Windows Live Photo Gallery—Poor Performance Peculiarities

I use Windows Live Photo Gallery (WLPG) because it has powerful features for tagging my photos and sorting through them. I depend on its functionality. But I have long been annoyed by its inconsistent performance, and today I investigated.

My sad conclusion is that it appears that WLPG does a lot of extraneous I/O when zooming images, then busy waits for the results. The net result is that if you try using WLPG on a laptop without an SSD you will get poor performance and poor battery life. It is possible to work around this, and double the performance of WLPG, but it’s a tricky operation.

If Microsoft wants Windows to be seen as fluid and fun, like other OSes then it needs to take stuff like this seriously and make sure that avoidable performance problems don’t ruin an otherwise excellent product.

The setup

I frequently notice small hangs (from one to five seconds) when tagging photos or browsing through photos with WLPG. I have a four-core/eight-thread Sandybridge machine with 8 GB of RAM and there is, I believe, no reason for significant delays as I skim through my photos.

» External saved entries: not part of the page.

//! Provider selection logic.

use std::sync::atomic::{AtomicUsize, Ordering};

use super::registry::ProviderRegistry;
use crate::config::{ApiKey, ProviderConfig};
use crate::error::{Error, Result};

/// A provider selected for one request.
#[derive(Debug, Clone)]
pub struct SelectedProvider {
    pub name: String,
    pub vendor: String,
    pub url: String,
    pub model: String,
    pub api_key: Option<ApiKey>,
}

impl From<&ProviderConfig> for SelectedProvider {
    fn from(config: &ProviderConfig) -> Self {
        Self {
            name: config.name.clone(),
            vendor: config.vendor.clone(),
            url: config.url.clone(),
            model: config.model.clone(),
            api_key: config.api_key.clone(),
        }
    }
}

/// Chooses a provider per request: explicit name first, rotation otherwise.
///
/// The rotation cursor is shared by every request the process serves. It is
/// advanced with a single atomic read-modify-write, so concurrent unrotated
/// requests each get a distinct position.
#[derive(Debug)]
pub struct Selector {
    registry: ProviderRegistry,
    cursor: AtomicUsize,
}

impl Selector {
    pub fn new(registry: ProviderRegistry) -> Self {
        Self {
            registry,
            cursor: AtomicUsize::new(0),
        }
    }

    /// Select the provider for a request.
    ///
    /// A known `explicit` name is returned as-is and leaves the cursor alone.
    /// An unknown or absent name falls back to rotation.
    pub fn select(&self, explicit: Option<&str>) -> Result<SelectedProvider> {
        if let Some(name) = explicit {
            if let Some(provider) = self.registry.get(name) {
                tracing::debug!(provider = %name, "Matched explicit provider");
                return Ok(SelectedProvider::from(provider));
            }
            tracing::debug!(provider = %name, "Unknown provider requested, rotating");
        }

        self.rotate()
    }

    /// Take the provider at the cursor and advance it by one, wrapping.
    fn rotate(&self) -> Result<SelectedProvider> {
        let len = self.registry.len();
        if len == 0 {
            return Err(Error::Internal("provider pool is empty".to_string()));
        }

        let position = self
            .cursor
            .fetch_update(Ordering::Relaxed, Ordering::Relaxed, |c| Some((c + 1) % len))
            .unwrap_or_else(|current| current);

        self.registry
            .at(position % len)
            .map(SelectedProvider::from)
            .ok_or_else(|| Error::Internal(format!("cursor {} out of range", position)))
    }

    /// Current rotation cursor position.
    pub fn cursor(&self) -> usize {
        self.cursor.load(Ordering::Relaxed)
    }

    /// Get the underlying registry.
    pub fn registry(&self) -> &ProviderRegistry {
        &self.registry
    }
}
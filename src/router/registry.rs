//! Static table of configured providers.

use crate::config::ProviderConfig;

/// The provider pool, fixed at startup.
///
/// Declaration order is preserved; it defines rotation order.
#[derive(Debug, Clone)]
pub struct ProviderRegistry {
    providers: Vec<ProviderConfig>,
}

impl ProviderRegistry {
    /// Build a registry from the configured providers.
    ///
    /// Callers guarantee a non-empty pool (config validation rejects an empty one).
    pub fn new(providers: Vec<ProviderConfig>) -> Self {
        Self { providers }
    }

    /// Look up a provider by name.
    ///
    /// A provider without an API key is still returned; key presence is
    /// checked by the session, not here.
    pub fn get(&self, name: &str) -> Option<&ProviderConfig> {
        self.providers.iter().find(|p| p.name == name)
    }

    /// Provider at a pool position.
    pub fn at(&self, index: usize) -> Option<&ProviderConfig> {
        self.providers.get(index)
    }

    /// All providers in declaration order.
    pub fn providers(&self) -> &[ProviderConfig] {
        &self.providers
    }

    pub fn len(&self) -> usize {
        self.providers.len()
    }

    pub fn is_empty(&self) -> bool {
        self.providers.is_empty()
    }
}
//! HTTP request handlers.

use axum::{
    extract::{rejection::JsonRejection, State},
    http::{header, HeaderValue, StatusCode},
    response::{IntoResponse, Response},
    Json,
};

use super::rechunk::rechunk;
use super::server::AppState;
use super::session;
use super::types::ChatRequest;
use crate::error::Error;

/// Handle POST /api/chat.
///
/// Every request that gets past body parsing answers `200` with an event
/// stream; provider failures are reported in-stream.
pub async fn chat(
    State(state): State<AppState>,
    body: Result<Json<ChatRequest>, JsonRejection>,
) -> Result<Response, Error> {
    let Json(request) = body.map_err(|rejection| {
        tracing::debug!(error = %rejection, "Rejected chat body");
        Error::BadRequest(rejection.body_text())
    })?;

    let session_id = uuid::Uuid::new_v4();

    let provider = match state
        .selector
        .select(request.preferred_provider.as_deref())
    {
        Ok(provider) => provider,
        Err(e) => {
            tracing::error!(session = %session_id, error = %e, "Provider selection failed");
            return Ok(session::event_stream_response(session::failed(&e)));
        }
    };

    tracing::info!(
        session = %session_id,
        provider = %provider.name,
        vendor = %provider.vendor,
        model = %provider.model,
        messages = request.messages.len(),
        "Selected provider"
    );

    if provider.api_key.is_none() {
        tracing::warn!(session = %session_id, provider = %provider.name, "Provider has no API key");
        return Ok(session::event_stream_response(session::failed(
            &Error::MissingApiKey,
        )));
    }

    let fragments = state
        .upstream
        .open_stream(&provider, request.messages, state.completion);
    let units = rechunk(fragments, state.pacing);

    Ok(session::event_stream_response(session::relay(
        units,
        provider.name,
    )))
}

/// CORS preflight for POST endpoints.
pub async fn preflight_post() -> Response {
    preflight("POST, OPTIONS")
}

/// CORS preflight for GET endpoints.
pub async fn preflight_get() -> Response {
    preflight("GET, OPTIONS")
}

fn preflight(methods: &'static str) -> Response {
    (
        StatusCode::OK,
        [
            (
                header::ACCESS_CONTROL_ALLOW_METHODS,
                HeaderValue::from_static(methods),
            ),
            (
                header::ACCESS_CONTROL_ALLOW_HEADERS,
                HeaderValue::from_static("Content-Type"),
            ),
        ],
    )
        .into_response()
}

/// Any verb a route does not serve.
pub async fn method_not_allowed() -> Error {
    Error::MethodNotAllowed
}

/// Handle GET /health
pub async fn health(State(state): State<AppState>) -> impl IntoResponse {
    Json(serde_json::json!({
        "status": "ok",
        "service": "chatrelay",
        "providers": state.selector.registry().len(),
    }))
}

/// Handle GET /providers - list the pool without exposing keys
pub async fn list_providers(State(state): State<AppState>) -> impl IntoResponse {
    let providers: Vec<serde_json::Value> = state
        .selector
        .registry()
        .providers()
        .iter()
        .map(|p| {
            serde_json::json!({
                "name": p.name,
                "vendor": p.vendor,
                "model": p.model,
                "url": p.url,
                "has_key": p.api_key.is_some(),
            })
        })
        .collect();

    Json(serde_json::json!({ "providers": providers }))
}
//! Upstream streaming chat completions.
//!
//! [`Upstream`] is the capability the session driver depends on: open one
//! streamed completion and yield its text fragments. Vendors differ only in
//! URL, key and model, so a single OpenAI-compatible client serves them all.

use std::pin::Pin;
use std::time::Duration;

use async_stream::try_stream;
use futures::{Stream, StreamExt};
use reqwest::Client;

use super::stream::{error_message, parse_fragment, SseDecoder, SseLine};
use super::types::{ChatCompletionRequest, Message};
use crate::config::CompletionConfig;
use crate::error::{Error, Result};
use crate::router::SelectedProvider;

/// Incremental text fragments from one upstream completion.
///
/// Ends after the upstream terminator, or with a single `Err` item. Dropping
/// the stream closes the upstream connection.
pub type FragmentStream = Pin<Box<dyn Stream<Item = Result<String>> + Send>>;

/// Sampling parameters sent with every completion.
#[derive(Debug, Clone, Copy, PartialEq)]
pub struct CompletionParams {
    pub temperature: f64,
    pub max_tokens: u32,
}

impl Default for CompletionParams {
    fn default() -> Self {
        CompletionParams::from(&CompletionConfig::default())
    }
}

impl From<&CompletionConfig> for CompletionParams {
    fn from(config: &CompletionConfig) -> Self {
        Self {
            temperature: config.temperature,
            max_tokens: config.max_tokens,
        }
    }
}

/// Opens a streamed chat completion against a provider.
pub trait Upstream: Send + Sync {
    /// Start a completion. No network I/O happens until the stream is polled.
    fn open_stream(
        &self,
        provider: &SelectedProvider,
        messages: Vec<Message>,
        params: CompletionParams,
    ) -> FragmentStream;
}

/// OpenAI-compatible `/chat/completions` client.
#[derive(Debug, Clone)]
pub struct OpenAiUpstream {
    client: Client,
}

impl OpenAiUpstream {
    pub fn new(client: Client) -> Self {
        Self { client }
    }

    /// Build a client with the given connect timeout and no overall
    /// request timeout, since completions stream for as long as they need.
    pub fn with_connect_timeout(connect_timeout: Duration) -> Result<Self> {
        let client = Client::builder()
            .connect_timeout(connect_timeout)
            .build()?;
        Ok(Self::new(client))
    }
}

impl Upstream for OpenAiUpstream {
    fn open_stream(
        &self,
        provider: &SelectedProvider,
        messages: Vec<Message>,
        params: CompletionParams,
    ) -> FragmentStream {
        let client = self.client.clone();
        let provider = provider.clone();

        Box::pin(try_stream! {
            let api_key = provider.api_key.clone().ok_or(Error::MissingApiKey)?;
            let url = format!("{}/chat/completions", provider.url.trim_end_matches('/'));
            let body = ChatCompletionRequest {
                model: &provider.model,
                messages: &messages,
                stream: true,
                temperature: params.temperature,
                max_tokens: params.max_tokens,
            };

            tracing::debug!(provider = %provider.name, url = %url, "Opening upstream stream");

            let response = client
                .post(&url)
                .bearer_auth(api_key.expose_secret())
                .json(&body)
                .send()
                .await
                .map_err(|e| {
                    tracing::error!(error = %e, provider = %provider.name, "Failed to reach provider");
                    Error::Upstream(e)
                })?;

            let response = ensure_success(response, &provider.name).await?;

            let mut decoder = SseDecoder::new();
            let mut bytes = response.bytes_stream();
            let mut done = false;
            let mut fragments = 0usize;

            'read: while let Some(chunk) = bytes.next().await {
                let chunk = chunk.map_err(|e| {
                    tracing::error!(error = %e, provider = %provider.name, "Error streaming from provider");
                    Error::Upstream(e)
                })?;
                for line in decoder.feed(&chunk) {
                    match line {
                        SseLine::Done => {
                            done = true;
                            break 'read;
                        }
                        SseLine::Data(data) => {
                            if let Some(fragment) = parse_fragment(&data)? {
                                fragments += 1;
                                yield fragment;
                            }
                        }
                    }
                }
            }

            if !done {
                if let Some(SseLine::Data(data)) = decoder.finish() {
                    if let Some(fragment) = parse_fragment(&data)? {
                        fragments += 1;
                        yield fragment;
                    }
                }
            }

            tracing::debug!(provider = %provider.name, fragments, done, "Upstream stream finished");
        })
    }
}

/// Turn a non-2xx upstream response into a provider error.
async fn ensure_success(response: reqwest::Response, provider: &str) -> Result<reqwest::Response> {
    let status = response.status();
    if status.is_success() {
        return Ok(response);
    }

    let error_body = response.text().await.unwrap_or_default();
    tracing::error!(
        status = %status,
        provider = %provider,
        body = %error_body,
        "Provider returned error"
    );

    let detail = serde_json::from_str::<serde_json::Value>(&error_body)
        .ok()
        .and_then(|v| v.get("error").map(error_message))
        .unwrap_or(error_body);

    Err(Error::Provider(
        format!("Provider returned {}: {}", status, detail)
            .trim_end_matches([' ', ':'])
            .to_string(),
    ))
}
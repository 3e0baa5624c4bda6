//! In-process blob store.

use async_trait::async_trait;
use bytes::Bytes;
use dashmap::DashMap;

use super::{BlobInfo, BlobStore, StorageError};

const URL_PREFIX: &str = "memory://";

/// Blob store backed by a concurrent map. Contents are lost on restart.
#[derive(Debug, Default)]
pub struct MemoryBlobStore {
    blobs: DashMap<String, Bytes>,
}

impl MemoryBlobStore {
    pub fn new() -> Self {
        Self::default()
    }

    fn url_for(pathname: &str) -> String {
        format!("{}{}", URL_PREFIX, pathname)
    }
}

#[async_trait]
impl BlobStore for MemoryBlobStore {
    async fn put(&self, pathname: &str, body: Bytes) -> Result<BlobInfo, StorageError> {
        self.blobs.insert(pathname.to_string(), body);
        Ok(BlobInfo {
            pathname: pathname.to_string(),
            url: Self::url_for(pathname),
        })
    }

    async fn list(&self) -> Result<Vec<BlobInfo>, StorageError> {
        let mut blobs: Vec<BlobInfo> = self
            .blobs
            .iter()
            .map(|entry| BlobInfo {
                pathname: entry.key().clone(),
                url: Self::url_for(entry.key()),
            })
            .collect();
        blobs.sort_by(|a, b| a.pathname.cmp(&b.pathname));
        Ok(blobs)
    }

    async fn fetch(&self, url: &str) -> Result<Bytes, StorageError> {
        let pathname = url.strip_prefix(URL_PREFIX).unwrap_or(url);
        self.blobs
            .get(pathname)
            .map(|entry| entry.value().clone())
            .ok_or_else(|| StorageError::NotFound(url.to_string()))
    }
}

#[cfg(test)]
mod tests {
    use super::*;

    #[tokio::test]
    async fn test_put_list_fetch() {
        let store = MemoryBlobStore::new();
        let saved = store
            .put("b@x.io.json", Bytes::from_static(b"{\"n\":1}"))
            .await
            .unwrap();
        store
            .put("a@x.io.json", Bytes::from_static(b"{}"))
            .await
            .unwrap();

        let listed = store.list().await.unwrap();
        assert_eq!(listed.len(), 2);
        assert_eq!(listed[0].pathname, "a@x.io.json");

        let body = store.fetch(&saved.url).await.unwrap();
        assert_eq!(&body[..], b"{\"n\":1}");
    }

    #[tokio::test]
    async fn test_put_overwrites() {
        let store = MemoryBlobStore::new();
        store.put("k.json", Bytes::from_static(b"1")).await.unwrap();
        let info = store.put("k.json", Bytes::from_static(b"2")).await.unwrap();

        assert_eq!(store.list().await.unwrap().len(), 1);
        assert_eq!(&store.fetch(&info.url).await.unwrap()[..], b"2");
    }

    #[tokio::test]
    async fn test_fetch_missing() {
        let store = MemoryBlobStore::new();
        let err = store.fetch("memory://nope.json").await.unwrap_err();
        assert!(matches!(err, StorageError::NotFound(_)));
    }
}
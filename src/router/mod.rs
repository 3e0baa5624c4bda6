//! Router module for provider selection.
//!
//! This module handles choosing the backend for a chat request:
//! - Explicit selection by provider name
//! - Round-robin rotation across the whole pool otherwise

mod registry;
mod selector;

pub use registry::ProviderRegistry;
pub use selector::{SelectedProvider, Selector};
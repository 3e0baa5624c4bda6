//! Blob storage for per-user JSON documents.
//!
//! One document per user, stored under a key derived from the email
//! address. The store itself is an external collaborator behind
//! [`BlobStore`]; [`HttpBlobStore`] talks to a remote blob API and
//! [`MemoryBlobStore`] keeps everything in process.

mod memory;
mod remote;

pub use memory::MemoryBlobStore;
pub use remote::HttpBlobStore;

use async_trait::async_trait;
use bytes::Bytes;
use serde::{Deserialize, Serialize};

/// A stored blob as reported by the store.
#[derive(Debug, Clone, PartialEq, Eq, Deserialize, Serialize)]
pub struct BlobInfo {
    pub pathname: String,
    pub url: String,
}

/// Storage errors.
#[derive(Debug, thiserror::Error)]
pub enum StorageError {
    #[error("Blob store request failed: {0}")]
    Http(#[from] reqwest::Error),

    #[error("Blob store returned {status}: {body}")]
    Status { status: u16, body: String },

    #[error("Blob not found: {0}")]
    NotFound(String),

    #[error("Invalid document: {0}")]
    Encode(#[from] serde_json::Error),
}

/// Key-value blob store.
#[async_trait]
pub trait BlobStore: Send + Sync {
    /// Store `body` under `pathname`, replacing any previous content.
    async fn put(&self, pathname: &str, body: Bytes) -> Result<BlobInfo, StorageError>;

    /// List every stored blob.
    async fn list(&self) -> Result<Vec<BlobInfo>, StorageError>;

    /// Fetch a blob's content by its URL.
    async fn fetch(&self, url: &str) -> Result<Bytes, StorageError>;
}

/// Storage key for a user's document.
///
/// Every character outside `[a-zA-Z0-9@.]` becomes `_`, then `.json` is
/// appended: `"a+b@x.io"` -> `"a_b@x.io.json"`.
pub fn blob_key(email: &str) -> String {
    let mut key: String = email
        .chars()
        .map(|c| {
            if c.is_ascii_alphanumeric() || c == '@' || c == '.' {
                c
            } else {
                '_'
            }
        })
        .collect();
    key.push_str(".json");
    key
}

#[cfg(test)]
mod tests {
    use super::*;

    #[test]
    fn test_blob_key_keeps_safe_chars() {
        assert_eq!(blob_key("alice@example.com"), "alice@example.com.json");
        assert_eq!(blob_key("Bob.99@Mail.IO"), "Bob.99@Mail.IO.json");
    }

    #[test]
    fn test_blob_key_replaces_everything_else() {
        assert_eq!(blob_key("a+b@x.io"), "a_b@x.io.json");
        assert_eq!(blob_key("first last@x/y"), "first_last@x_y.json");
        assert_eq!(blob_key("ü@x.io"), "_@x.io.json");
    }
}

I eventually found a simple scenario that let me reliably produce a short hang, and this is what I analyzed. It is not the worst hang I have seen – those when tagging photos or rapidly advancing through photos are much longer – but it is the simplest, and I suspect it is representative of the architectural problems that make WLPG not as responsive as it should be.

Zooming in

Zooming in for a closer look on an image is a pretty basic operation. The image is already decoded so it should be fast. And indeed, once I’ve started zooming in on an image the frame rate is excellent – it keeps up with my mouse wheel. But on the initial roll of the mouse wheel on a new image there is a delay of about a second before the first image is displayed. I turned on my ETW input user-provider (yes, it’s a key logger) so that I could see keyboard and mouse events and then recorded a trace.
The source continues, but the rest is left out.